[Stored items]
━━━━━━

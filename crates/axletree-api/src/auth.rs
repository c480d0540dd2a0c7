// Credentials and AXL schema versioning.
//
// Every AXL request carries HTTP Basic auth plus a SOAPAction header that
// names both the schema version and the operation; the request namespace
// is derived from the same version. Getting these three to agree is the
// whole job of this module.

use std::fmt;

use secrecy::{ExposeSecret, SecretString};
use strum::{AsRefStr, Display, EnumString};

/// HTTP Basic credentials for an AXL application user.
///
/// The password is held in a [`SecretString`] so it stays out of debug
/// output and logs.
#[derive(Clone)]
pub struct Credentials {
    username: String,
    password: SecretString,
}

impl Credentials {
    pub fn new(username: impl Into<String>, password: impl Into<String>) -> Self {
        Self {
            username: username.into(),
            password: SecretString::from(password.into()),
        }
    }

    pub fn username(&self) -> &str {
        &self.username
    }

    pub(crate) fn password(&self) -> &str {
        self.password.expose_secret()
    }
}

impl fmt::Debug for Credentials {
    fn fmt(&self, f: &mut fmt::Formatter<'_>) -> fmt::Result {
        f.debug_struct("Credentials")
            .field("username", &self.username)
            .field("password", &"<redacted>")
            .finish()
    }
}

/// AXL database schema version.
///
/// CUCM accepts requests for any schema version the cluster supports;
/// the version selects the request namespace and the `SOAPAction` prefix.
#[derive(Debug, Clone, Copy, PartialEq, Eq, Default, Display, EnumString, AsRefStr)]
pub enum SchemaVersion {
    #[strum(serialize = "10.0")]
    V10_0,
    #[strum(serialize = "10.5")]
    V10_5,
    #[strum(serialize = "11.0")]
    V11_0,
    #[strum(serialize = "11.5")]
    V11_5,
    #[strum(serialize = "12.0")]
    V12_0,
    #[default]
    #[strum(serialize = "12.5")]
    V12_5,
    #[strum(serialize = "14.0")]
    V14_0,
    #[strum(serialize = "15.0")]
    V15_0,
}

impl SchemaVersion {
    /// The XML namespace AXL requests for this version must declare.
    pub fn namespace(self) -> String {
        format!("http://www.cisco.com/AXL/API/{self}")
    }

    /// The `SOAPAction` header value for one operation, quotes included.
    pub fn soap_action(self, operation: &str) -> String {
        format!("\"CUCM:DB ver={self} {operation}\"")
    }
}
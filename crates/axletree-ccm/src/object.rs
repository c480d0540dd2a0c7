// Attachment lifecycle and dirty tracking.
//
// A `CucmObject` is either detached (exists only locally) or attached
// (the server has assigned it a uuid). Loads never mark fields dirty;
// field writes on an attached object are tracked, and `update` submits
// only the tracked deltas, renamed per the entity's metadata. The state
// machine is detached → attached → detached, nothing else.

use std::marker::PhantomData;

use tracing::{debug, info};
use uuid::Uuid;

use axletree_api::{AxlClient, AxlRecord, AxlValue, Error};

use crate::entity::{Entity, Template, renamed_field};
use crate::error::CcmError;

#[derive(Debug, Clone, Copy, PartialEq, Eq, Default)]
enum Attachment {
    #[default]
    Detached,
    Attached(Uuid),
}

/// One CUCM object of entity type `E`.
///
/// Fields serialize in insertion order. AXL validates request bodies
/// against XSD sequences, so callers building detached objects should
/// set fields in the schema's documented order.
#[derive(Debug, Clone)]
pub struct CucmObject<E> {
    fields: AxlRecord,
    pending: AxlRecord,
    attachment: Attachment,
    _entity: PhantomData<E>,
}

impl<E> Default for CucmObject<E> {
    fn default() -> Self {
        Self {
            fields: AxlRecord::new(),
            pending: AxlRecord::new(),
            attachment: Attachment::Detached,
            _entity: PhantomData,
        }
    }
}

impl<E> CucmObject<E> {
    /// An empty detached object.
    pub fn new() -> Self {
        Self::default()
    }

    /// A detached object pre-seeded with fields, ready to `create`.
    pub fn from_record(mut fields: AxlRecord) -> Self {
        fields.uuid = None;
        Self {
            fields,
            pending: AxlRecord::new(),
            attachment: Attachment::Detached,
            _entity: PhantomData,
        }
    }

    /// The server-assigned identifier, if attached.
    pub fn uuid(&self) -> Option<Uuid> {
        match self.attachment {
            Attachment::Attached(uuid) => Some(uuid),
            Attachment::Detached => None,
        }
    }

    pub fn is_attached(&self) -> bool {
        matches!(self.attachment, Attachment::Attached(_))
    }

    pub fn field(&self, name: &str) -> Option<&AxlValue> {
        self.fields.get(name)
    }

    /// The text content of a field, if present and textual.
    pub fn text(&self, name: &str) -> Option<&str> {
        self.fields.text(name)
    }

    /// A boolean field, interpreted per AXL's "true"/"false" spelling.
    pub fn flag(&self, name: &str) -> Option<bool> {
        self.text(name).map(crate::convert::axl_bool)
    }

    /// The full local record.
    pub fn record(&self) -> &AxlRecord {
        &self.fields
    }

    /// The tracked changes awaiting the next `update`.
    pub fn pending(&self) -> &AxlRecord {
        &self.pending
    }

    /// Write a field. On an attached object the write is tracked and
    /// submitted by the next `update`; on a detached object it simply
    /// becomes part of the record `create` submits.
    pub fn set(&mut self, name: impl Into<String>, value: impl Into<AxlValue>) {
        let name = name.into();
        let value = value.into();
        if self.is_attached() {
            self.pending.set(name.clone(), value.clone());
        }
        self.fields.set(name, value);
    }

    /// Queue a field clear; the server blanks the field on `update`.
    pub fn clear_field(&mut self, name: impl Into<String>) {
        self.set(name, AxlValue::Empty);
    }

    /// Drop tracked changes without submitting them. The local record
    /// keeps the written values; `reload` restores server state.
    pub fn discard_pending(&mut self) {
        self.pending.clear();
    }
}

impl<E: Entity> CucmObject<E> {
    pub(crate) fn require_attached(&self, action: &'static str) -> Result<Uuid, CcmError> {
        self.uuid().ok_or(CcmError::NotAttached { entity: E::NAME, action })
    }

    fn attach(record: AxlRecord) -> Result<Self, CcmError> {
        let Some(uuid) = record.uuid else {
            return Err(CcmError::Api(Error::UnexpectedResponse(format!(
                "{} record carried no uuid",
                E::NAME
            ))));
        };
        Ok(Self {
            fields: record,
            pending: AxlRecord::new(),
            attachment: Attachment::Attached(uuid),
            _entity: PhantomData,
        })
    }

    /// Load one object by search criteria and attach it.
    ///
    /// A server "not found" fault propagates as an error; check
    /// [`CcmError::is_not_found`] to branch on it.
    pub async fn get(client: &AxlClient, criteria: &AxlRecord) -> Result<Self, CcmError> {
        let record = client.get_object(E::NAME, criteria).await?;
        Self::attach(record)
    }

    /// Load one object by its server identifier.
    pub async fn get_by_uuid(client: &AxlClient, uuid: Uuid) -> Result<Self, CcmError> {
        let criteria = AxlRecord::new().with("uuid", uuid);
        Self::get(client, &criteria).await
    }

    /// Submit this detached object via `add<Type>` and attach it.
    pub async fn create(&mut self, client: &AxlClient) -> Result<Uuid, CcmError> {
        if let Attachment::Attached(uuid) = self.attachment {
            return Err(CcmError::AlreadyAttached { entity: E::NAME, uuid });
        }
        let uuid = client
            .add_object(E::NAME, self.fields.clone())
            .await
            .map_err(|source| CcmError::Creation { entity: E::NAME, source })?;
        self.attachment = Attachment::Attached(uuid);
        self.fields.uuid = Some(uuid);
        self.pending.clear();
        info!(entity = E::NAME, %uuid, "created");
        Ok(uuid)
    }

    /// Push tracked changes via `update<Type>`, then clear them.
    ///
    /// Only the fields written since the last load/create/update travel;
    /// key fields go under their `new<Xxx>` names.
    pub async fn update(&mut self, client: &AxlClient) -> Result<(), CcmError> {
        let uuid = self.require_attached("update")?;
        let changes = self.pending.len();
        let fields = self.renamed_pending();
        client
            .update_object(E::NAME, uuid, fields)
            .await
            .map_err(|source| CcmError::Update { entity: E::NAME, source })?;
        self.pending.clear();
        info!(entity = E::NAME, %uuid, changes, "updated");
        Ok(())
    }

    fn renamed_pending(&self) -> AxlRecord {
        let mut out = AxlRecord::new();
        for (name, value) in &self.pending {
            if E::RENAMED_ON_UPDATE.contains(&name.as_str()) {
                out.set(renamed_field(name), value.clone());
            } else {
                out.set(name.clone(), value.clone());
            }
        }
        out
    }

    /// Delete via `remove<Type>` and detach. The local record survives,
    /// so the object can be re-`create`d.
    pub async fn remove(&mut self, client: &AxlClient) -> Result<(), CcmError> {
        let uuid = self.require_attached("remove")?;
        client
            .remove_object(E::NAME, uuid)
            .await
            .map_err(|source| CcmError::Remove { entity: E::NAME, source })?;
        info!(entity = E::NAME, %uuid, "removed");
        self.attachment = Attachment::Detached;
        self.fields.uuid = None;
        self.pending.clear();
        Ok(())
    }

    /// Re-fetch by uuid, replacing the local record and dropping any
    /// tracked changes.
    pub async fn reload(&mut self, client: &AxlClient) -> Result<(), CcmError> {
        let uuid = self.require_attached("reload")?;
        let criteria = AxlRecord::new().with("uuid", uuid);
        let record = client
            .get_object(E::NAME, &criteria)
            .await
            .map_err(|source| CcmError::Reload { entity: E::NAME, source })?;
        self.fields = record;
        self.fields.uuid = Some(uuid);
        self.pending.clear();
        debug!(entity = E::NAME, %uuid, "reloaded");
        Ok(())
    }

    /// Reset via `reset<Type>`; the device drops and re-registers.
    pub async fn reset(&self, client: &AxlClient) -> Result<(), CcmError> {
        let uuid = self.require_attached("reset")?;
        client
            .reset_object(E::NAME, uuid)
            .await
            .map_err(|source| CcmError::Reset { entity: E::NAME, source })?;
        info!(entity = E::NAME, %uuid, "reset");
        Ok(())
    }

    /// A detached copy of this object: same fields, no identifier, no
    /// tracked changes. Immediately `create`-able.
    pub fn clone_detached(&self) -> Self {
        let mut fields = self.fields.clone();
        fields.uuid = None;
        debug!(entity = E::NAME, "cloned detached");
        Self {
            fields,
            pending: AxlRecord::new(),
            attachment: Attachment::Detached,
            _entity: PhantomData,
        }
    }

    /// Enumerate matching objects via `list<Type>`, returning the raw
    /// rows (uuid attribute plus the requested returned tags).
    pub async fn list(client: &AxlClient, query: &ListQuery) -> Result<Vec<AxlRecord>, CcmError> {
        let tags: Vec<&str> = if query.returned_tags.is_empty() {
            vec![E::LIST_TAG]
        } else {
            query.returned_tags.iter().map(String::as_str).collect()
        };
        let rows = client
            .list_objects(E::NAME, &query.criteria, &tags, query.skip, query.first)
            .await?;
        Ok(rows)
    }

    /// Enumerate matching objects and load each one in full by uuid.
    ///
    /// One `get` round trip per row, sequentially.
    pub async fn list_objects(client: &AxlClient, query: &ListQuery) -> Result<Vec<Self>, CcmError> {
        let rows = Self::list(client, query).await?;
        let mut objects = Vec::with_capacity(rows.len());
        for row in rows {
            let Some(uuid) = row.uuid else {
                return Err(CcmError::Api(Error::UnexpectedResponse(format!(
                    "list{} row carried no uuid",
                    E::NAME
                ))));
            };
            objects.push(Self::get_by_uuid(client, uuid).await?);
        }
        Ok(objects)
    }
}

impl<E: Template> CucmObject<E> {
    /// Load an existing object and clone it detached, as a pre-filled
    /// starting point for a new one.
    pub async fn template(client: &AxlClient, criteria: &AxlRecord) -> Result<Self, CcmError> {
        let loaded = Self::get(client, criteria).await?;
        let mut clone = loaded.clone_detached();
        if let Some(class) = E::DEVICE_CLASS {
            clone.set("class", class);
        }
        debug!(entity = E::NAME, "created from template");
        Ok(clone)
    }
}

/// Search parameters for `list`/`list_objects`.
#[derive(Debug, Clone, Default)]
pub struct ListQuery {
    criteria: AxlRecord,
    returned_tags: Vec<String>,
    skip: Option<u64>,
    first: Option<u64>,
}

impl ListQuery {
    pub fn new() -> Self {
        Self::default()
    }

    /// Add a search criterion (`name`, `pattern`, ...; `%` wildcards).
    pub fn criterion(mut self, name: impl Into<String>, value: impl Into<AxlValue>) -> Self {
        self.criteria.set(name, value);
        self
    }

    /// Request a returned tag. The entity's key tag is used when none
    /// are given.
    pub fn returned_tag(mut self, tag: impl Into<String>) -> Self {
        self.returned_tags.push(tag.into());
        self
    }

    /// Skip the first `skip` matches.
    pub fn skip(mut self, skip: u64) -> Self {
        self.skip = Some(skip);
        self
    }

    /// Return at most `first` matches.
    pub fn first(mut self, first: u64) -> Self {
        self.first = Some(first);
        self
    }
}

#[cfg(test)]
#[allow(clippy::unwrap_used)]
mod tests {
    use axletree_api::value::parse_uuid;

    use crate::model::kind;

    use super::*;

    type Line = CucmObject<kind::Line>;

    fn attached_line() -> Line {
        let mut record = AxlRecord::new()
            .with("pattern", "1000")
            .with("description", "desk line");
        record.uuid = parse_uuid("3b1a2c4d-9f00-4e5a-8b1c-0d2e3f4a5b6c");
        Line::attach(record).unwrap()
    }

    #[test]
    fn detached_writes_are_not_tracked() {
        let mut line = Line::new();
        line.set("pattern", "1000");
        assert!(!line.is_attached());
        assert!(line.pending().is_empty());
        assert_eq!(line.text("pattern"), Some("1000"));
    }

    #[test]
    fn loads_do_not_dirty_attached_writes_do() {
        let mut line = attached_line();
        assert!(line.pending().is_empty());

        line.set("description", "front desk");
        assert_eq!(line.pending().len(), 1);
        assert_eq!(line.pending().text("description"), Some("front desk"));
        assert_eq!(line.text("description"), Some("front desk"));
    }

    #[test]
    fn renamed_pending_substitutes_key_fields() {
        let mut line = attached_line();
        line.set("pattern", "2000");
        line.set("description", "moved");

        let update = line.renamed_pending();
        assert_eq!(update.text("newPattern"), Some("2000"));
        assert_eq!(update.text("description"), Some("moved"));
        assert!(!update.contains("pattern"));
    }

    #[test]
    fn clone_detached_drops_uuid_and_pending() {
        let mut line = attached_line();
        line.set("description", "dirty");

        let copy = line.clone_detached();
        assert!(!copy.is_attached());
        assert_eq!(copy.uuid(), None);
        assert!(copy.pending().is_empty());
        assert_eq!(copy.text("pattern"), Some("1000"));
        assert_eq!(copy.record().uuid, None);
    }

    #[test]
    fn discard_pending_keeps_local_record() {
        let mut line = attached_line();
        line.set("description", "scratch");
        line.discard_pending();
        assert!(line.pending().is_empty());
        assert_eq!(line.text("description"), Some("scratch"));
    }

    #[test]
    fn flag_reads_follow_the_axl_spelling() {
        let mut line = Line::new();
        line.set("active", "true");
        line.set("shareLineAppearanceCssName", AxlValue::Empty);
        assert_eq!(line.flag("active"), Some(true));
        assert_eq!(line.flag("shareLineAppearanceCssName"), None);
        assert_eq!(line.flag("usage"), None);
    }

    #[test]
    fn require_attached_names_entity_and_action() {
        let line = Line::new();
        let err = line.require_attached("update").unwrap_err();
        let CcmError::NotAttached { entity, action } = &err else {
            panic!("expected NotAttached, got {err:?}");
        };
        assert_eq!(*entity, "Line");
        assert_eq!(*action, "update");
    }

    #[test]
    fn attach_requires_a_uuid() {
        let record = AxlRecord::new().with("pattern", "1000");
        assert!(Line::attach(record).is_err());
    }
}
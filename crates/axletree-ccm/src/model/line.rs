// Directory-number behavior: detached construction with the vendor's
// mandatory usage discriminator, plus the SQL-backed owner lookups.

use axletree_api::AxlClient;

use crate::error::CcmError;
use crate::model::{Line, User};
use crate::sql::{DeviceAssociation, SqlUtils};

impl Line {
    /// A detached directory number ready to `create`. `addLine` refuses
    /// requests without `usage`, so it defaults to `Device`; intercom
    /// DNs overwrite it before creating.
    pub fn with_pattern(pattern: impl Into<String>, route_partition: Option<&str>) -> Self {
        let mut line = Self::new();
        line.set("pattern", pattern.into());
        line.set("usage", "Device");
        if let Some(partition) = route_partition {
            line.set("routePartitionName", partition);
        }
        line
    }

    /// Users that hold this DN as a primary extension, loaded in full.
    /// One `get` round trip per user.
    pub async fn primary_users(&self, client: &AxlClient) -> Result<Vec<User>, CcmError> {
        let uuid = self.require_attached("primary users")?;
        let user_uuids = SqlUtils::new(client).line_user_map(uuid).await?;
        let mut users = Vec::with_capacity(user_uuids.len());
        for user in user_uuids {
            users.push(User::get_by_uuid(client, user).await?);
        }
        Ok(users)
    }

    /// Devices that present this DN, straight from the device map rows.
    pub async fn associated_devices(
        &self,
        client: &AxlClient,
    ) -> Result<Vec<DeviceAssociation>, CcmError> {
        let uuid = self.require_attached("associated devices")?;
        SqlUtils::new(client).line_device_map(uuid).await
    }
}
// Typed builders for the nested value shapes device line associations
// use. Converting into `AxlValue` produces exactly the element tree the
// schema expects, so callers never assemble raw records for these.

use uuid::Uuid;

use axletree_api::{AxlRecord, AxlValue};

/// Reference to a directory number, either by uuid or by its
/// pattern / route partition pair.
#[derive(Debug, Clone, Default, PartialEq, Eq)]
pub struct DirectoryNumberRef {
    pub uuid: Option<Uuid>,
    pub pattern: Option<String>,
    pub route_partition: Option<String>,
}

impl DirectoryNumberRef {
    pub fn by_uuid(uuid: Uuid) -> Self {
        Self { uuid: Some(uuid), ..Self::default() }
    }

    pub fn by_pattern(pattern: impl Into<String>, route_partition: Option<&str>) -> Self {
        Self {
            uuid: None,
            pattern: Some(pattern.into()),
            route_partition: route_partition.map(str::to_owned),
        }
    }
}

impl From<DirectoryNumberRef> for AxlValue {
    fn from(dirn: DirectoryNumberRef) -> Self {
        let mut record = AxlRecord::new();
        record.uuid = dirn.uuid;
        if let Some(pattern) = dirn.pattern {
            record.set("pattern", pattern);
        }
        if let Some(partition) = dirn.route_partition {
            record.set("routePartitionName", partition);
        }
        AxlValue::Node(record)
    }
}

/// One line appearance on a device: a button index, the directory
/// number it points at, and optionally the end users associated with
/// the appearance (drives presence and Jabber line ownership).
#[derive(Debug, Clone, Default, PartialEq, Eq)]
pub struct LineAppearance {
    pub index: u64,
    pub dirn: DirectoryNumberRef,
    pub associated_users: Vec<String>,
}

impl LineAppearance {
    pub fn new(index: u64, dirn: DirectoryNumberRef) -> Self {
        Self { index, dirn, associated_users: Vec::new() }
    }

    /// Builder-style: associate an end user with this appearance.
    pub fn associated_user(mut self, user_id: impl Into<String>) -> Self {
        self.associated_users.push(user_id.into());
        self
    }
}

impl From<LineAppearance> for AxlValue {
    fn from(appearance: LineAppearance) -> Self {
        let mut record = AxlRecord::new()
            .with("index", appearance.index)
            .with("dirn", appearance.dirn);
        if !appearance.associated_users.is_empty() {
            let endusers: Vec<AxlValue> = appearance
                .associated_users
                .into_iter()
                .map(|user_id| AxlValue::Node(AxlRecord::new().with("userId", user_id)))
                .collect();
            record.set(
                "associatedEndusers",
                AxlValue::Node(AxlRecord::new().with("enduser", endusers)),
            );
        }
        AxlValue::Node(record)
    }
}

#[cfg(test)]
#[allow(clippy::unwrap_used)]
mod tests {
    use axletree_api::value::parse_uuid;

    use super::*;

    #[test]
    fn dirn_by_uuid_becomes_a_uuid_only_node() {
        let uuid = parse_uuid("12345678-1234-1234-1234-123456789012").unwrap();
        let value = AxlValue::from(DirectoryNumberRef::by_uuid(uuid));
        let node = value.as_node().unwrap();
        assert_eq!(node.uuid, Some(uuid));
        assert!(node.is_empty());
    }

    #[test]
    fn appearance_builds_the_nested_member_shape() {
        let dirn = DirectoryNumberRef::by_pattern("1000", Some("internal"));
        let appearance = LineAppearance::new(1, dirn).associated_user("jdoe");
        let value = AxlValue::from(appearance);

        let node = value.as_node().unwrap();
        assert_eq!(node.text("index"), Some("1"));

        let dirn = node.node("dirn").unwrap();
        assert_eq!(dirn.text("pattern"), Some("1000"));
        assert_eq!(dirn.text("routePartitionName"), Some("internal"));

        let endusers = node.node("associatedEndusers").unwrap();
        let members = endusers.get("enduser").unwrap().items();
        assert_eq!(members.len(), 1);
        assert_eq!(members[0].as_node().unwrap().text("userId"), Some("jdoe"));
    }

    #[test]
    fn appearance_without_users_omits_the_element() {
        let appearance = LineAppearance::new(2, DirectoryNumberRef::by_pattern("2000", None));
        let value = AxlValue::from(appearance);
        let node = value.as_node().unwrap();
        assert!(!node.contains("associatedEndusers"));
        assert!(!node.node("dirn").unwrap().contains("routePartitionName"));
    }
}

━━━━━━

* Work required *
Please set down again, word for word, only the lines from the start of the entries through the line with "#[derive(Clone)]", both ends included.

* Exercise solution *
filename crates/axletree-api/src/auth.rs
repository c480d0540dd2a0c7
// Credentials and AXL schema versioning.
//
// Every AXL request carries HTTP Basic auth plus a SOAPAction header that
// names both the schema version and the operation; the request namespace
// is derived from the same version. Getting these three to agree is the
// whole job of this module.

use std::fmt;

use secrecy::{ExposeSecret, SecretString};
use strum::{AsRefStr, Display, EnumString};

/// HTTP Basic credentials for an AXL application user.
///
/// The password is held in a [`SecretString`] so it stays out of debug
/// output and logs.
#[derive(Clone)]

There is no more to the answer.